Verona (lunedì, 25 agosto 2025) — Il tema del degrado urbano torna al centro del dibattito politico veronese. Dal centro storico ai quartieri, la presenza di accattoni, bivacchi, lavavetri ai semafori e senzatetto nelle piazze è diventata argomento di scontro acceso tra opposizioni e amministrazione.
di Roberto Meloni
La consigliera comunale Patrizia Bisinella denuncia «un peggioramento costante che danneggia cittadini e commercianti, esasperati dalle conseguenze sull’immagine della città e sulla qualità della vita». Secondo la consigliera, Verona si presenterebbe ai turisti con «un pessimo biglietto da visita», mentre i residenti sarebbero costretti a convivere con «accampamenti, bivacchi e lavavetri molesti che causano anche pericoli alla circolazione». Bisinella imputa la situazione a un atteggiamento «lassista e buonista» della giunta Tommasi, invocando «sgomberi costanti, controlli quotidiani e l’applicazione rigorosa dei regolamenti», fino a prevedere convenzioni con società private di vigilanza.

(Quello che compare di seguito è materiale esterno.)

//! diarysync CLI
//!
//! Command-line access to a diarysync record store.
//!
//! # Commands
//!
//! - `info` - Describe the service operations
//! - `list` - List the records of a partition
//! - `save` - Create or overwrite records from a JSON file
//! - `sync` - Reconcile a local record set with a partition
//! - `compact` - Rewrite the record log to reclaim space

mod commands;

use clap::{Parser, Subcommand};
use diarysync_server::DEFAULT_APP_ID;
use std::path::PathBuf;
use tracing_subscriber::EnvFilter;

/// diarysync record store tools.
#[derive(Parser)]
#[command(name = "diarysync")]
#[command(author, version, about, long_about = None)]
struct Cli {
    /// Path to the store directory
    #[arg(global = true, short, long)]
    path: Option<PathBuf>,

    /// Partition used when a record or listing names none
    #[arg(global = true, long, default_value = DEFAULT_APP_ID)]
    default_app_id: String,

    /// Enable verbose output
    #[arg(global = true, short, long)]
    verbose: bool,

    #[command(subcommand)]
    command: Commands,
}

#[derive(Subcommand)]
enum Commands {
    /// Describe the service operations
    Info,

    /// List the records of a partition, newest first
    List {
        /// Partition to list (defaults to --default-app-id)
        #[arg(short, long)]
        app_id: Option<String>,

        /// Output format (text, json)
        #[arg(short, long, default_value = "json")]
        format: String,
    },

    /// Create or overwrite records
    Save {
        /// JSON file with one record or an array of records ("-" for stdin)
        input: PathBuf,
    },

    /// Reconcile a local record set with a partition
    Sync {
        /// Partition to synchronize
        #[arg(short, long)]
        app_id: String,

        /// JSON file with the local record array ("-" for stdin)
        input: PathBuf,
    },

    /// Rewrite the record log, keeping only the latest frame per record
    Compact,

    /// Show version information
    Version,
}

fn main() -> Result<(), Box<dyn std::error::Error>> {
    let cli = Cli::parse();

    // Initialize logging
    let filter = if cli.verbose {
        EnvFilter::new("debug")
    } else {
        EnvFilter::new("info")
    };
    tracing_subscriber::fmt()
        .with_env_filter(filter)
        .with_writer(std::io::stderr)
        .init();

    let config = commands::server_config(&cli.default_app_id);

    match cli.command {
        Commands::Info => {
            commands::info::run(&config)?;
        }
        Commands::List { app_id, format } => {
            let path = cli.path.ok_or("Store path required for list")?;
            commands::list::run(&path, config, app_id, &format)?;
        }
        Commands::Save { input } => {
            let path = cli.path.ok_or("Store path required for save")?;
            commands::save::run(&path, config, &input)?;
        }
        Commands::Sync { app_id, input } => {
            let path = cli.path.ok_or("Store path required for sync")?;
            commands::sync::run(&path, config, &app_id, &input)?;
        }
        Commands::Compact => {
            let path = cli.path.ok_or("Store path required for compact")?;
            commands::compact::run(&path)?;
        }
        Commands::Version => {
            println!("diarysync CLI v{}", env!("CARGO_PKG_VERSION"));
        }
    }

    Ok(())
}
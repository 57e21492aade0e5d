//! Lenient conversions from loosely typed JSON values.
//!
//! Clients are not trusted to send well-typed fields. None of these
//! conversions fail; they fall back to an absent or empty value.

use diarysync_storage::SortKey;
use serde::{Deserialize, Deserializer};
use serde_json::Value;

/// Text of a value. Null yields `None`, scalars their display form, and
/// arrays or objects their JSON text.
pub(crate) fn text(value: Option<Value>) -> Option<String> {
    match value? {
        Value::Null => None,
        Value::String(s) => Some(s),
        Value::Bool(b) => Some(b.to_string()),
        Value::Number(n) => Some(n.to_string()),
        other => Some(other.to_string()),
    }
}

/// Like [`text`], but an empty string counts as absent.
pub(crate) fn identifier(value: Option<Value>) -> Option<String> {
    text(value).filter(|s| !s.is_empty())
}

/// Field deserializer applying [`identifier`] to any JSON value.
pub(crate) fn deserialize_identifier<'de, D>(deserializer: D) -> Result<Option<String>, D::Error>
where
    D: Deserializer<'de>,
{
    Ok(identifier(Option::<Value>::deserialize(deserializer)?))
}

/// Tag list of a value. Anything but an array yields no tags.
pub(crate) fn tags(value: Option<Value>) -> Vec<String> {
    match value {
        Some(Value::Array(items)) => items
            .into_iter()
            .map(|item| match item {
                Value::String(s) => s,
                other => other.to_string(),
            })
            .collect(),
        _ => Vec::new(),
    }
}

/// Sort key of a value. Only numbers and strings qualify.
pub(crate) fn timestamp(value: Option<Value>) -> Option<SortKey> {
    match value? {
        Value::Number(n) => match n.as_i64() {
            Some(i) => Some(SortKey::Int(i)),
            None => n.as_f64().map(SortKey::Float),
        },
        Value::String(s) => Some(SortKey::Text(s)),
        _ => None,
    }
}
//! Partition index shared by the store implementations.

use crate::row::StoredRow;
use std::collections::HashMap;

/// Rows grouped by partition, keyed by id.
#[derive(Debug, Default)]
pub(crate) struct PartitionTable {
    partitions: HashMap<String, HashMap<String, StoredRow>>,
    rows: usize,
}

impl PartitionTable {
    pub(crate) fn new() -> Self {
        Self::default()
    }

    pub(crate) fn contains(&self, app_id: &str, id: &str) -> bool {
        self.partitions
            .get(app_id)
            .is_some_and(|partition| partition.contains_key(id))
    }

    pub(crate) fn get(&self, app_id: &str, id: &str) -> Option<&StoredRow> {
        self.partitions.get(app_id).and_then(|p| p.get(id))
    }

    /// Inserts or replaces the row for its key.
    pub(crate) fn put(&mut self, row: StoredRow) {
        let partition = self.partitions.entry(row.app_id.clone()).or_default();
        if partition.insert(row.id.clone(), row).is_none() {
            self.rows += 1;
        }
    }

    /// Rows of one partition in listing order.
    pub(crate) fn list(&self, app_id: &str) -> Vec<StoredRow> {
        let mut rows: Vec<StoredRow> = self
            .partitions
            .get(app_id)
            .map(|p| p.values().cloned().collect())
            .unwrap_or_default();
        rows.sort_by(StoredRow::newest_first);
        rows
    }

    /// Every row, in no particular order.
    pub(crate) fn rows(&self) -> impl Iterator<Item = &StoredRow> {
        self.partitions.values().flat_map(HashMap::values)
    }

    pub(crate) fn len(&self) -> usize {
        self.rows
    }
}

Dello stesso tenore l’intervento di Luca Castellini di Forza Nuova, che ha diffuso immagini di uomini senza fissa dimora sul Liston in Piazza Erbe, denunciando «il rischio di episodi gravi se non si interviene con decisione».
Dal fronte progressista, però, la lettura è opposta. Luca Perini, segretario provinciale di Sinistra Italiana, replica che «tutta la destra continua a parlare alla pancia delle persone, chiedendo repressione senza considerare le vere cause della marginalità». Perini ricorda come «la Legge di Bilancio 2025 abbia imposto pesanti tagli al welfare e ai servizi pubblici, scaricando i costi sulle fasce popolari più colpite dall’inflazione». Secondo il dirigente di SI, anche la Regione Veneto avrebbe contribuito con politiche insufficienti sul fronte della prevenzione sociale e del sostegno al terzo settore.
Palazzo Barbieri, da parte sua, ribadisce che gli interventi non possono basarsi solo su misure repressive, giudicate poco efficaci senza un contestuale rafforzamento delle politiche sociali.
Il contrasto sul tema resta dunque profondo: da un lato la richiesta di “tolleranza zero” verso i fenomeni di degrado, dall’altro l’invito a potenziare i servizi sociali e gli strumenti di inclusione per affrontare le radici del problema. Sullo sfondo, una città che, pur tra le più visitate d’Italia, fatica a trovare un equilibrio tra decoro urbano, sicurezza e accoglienza.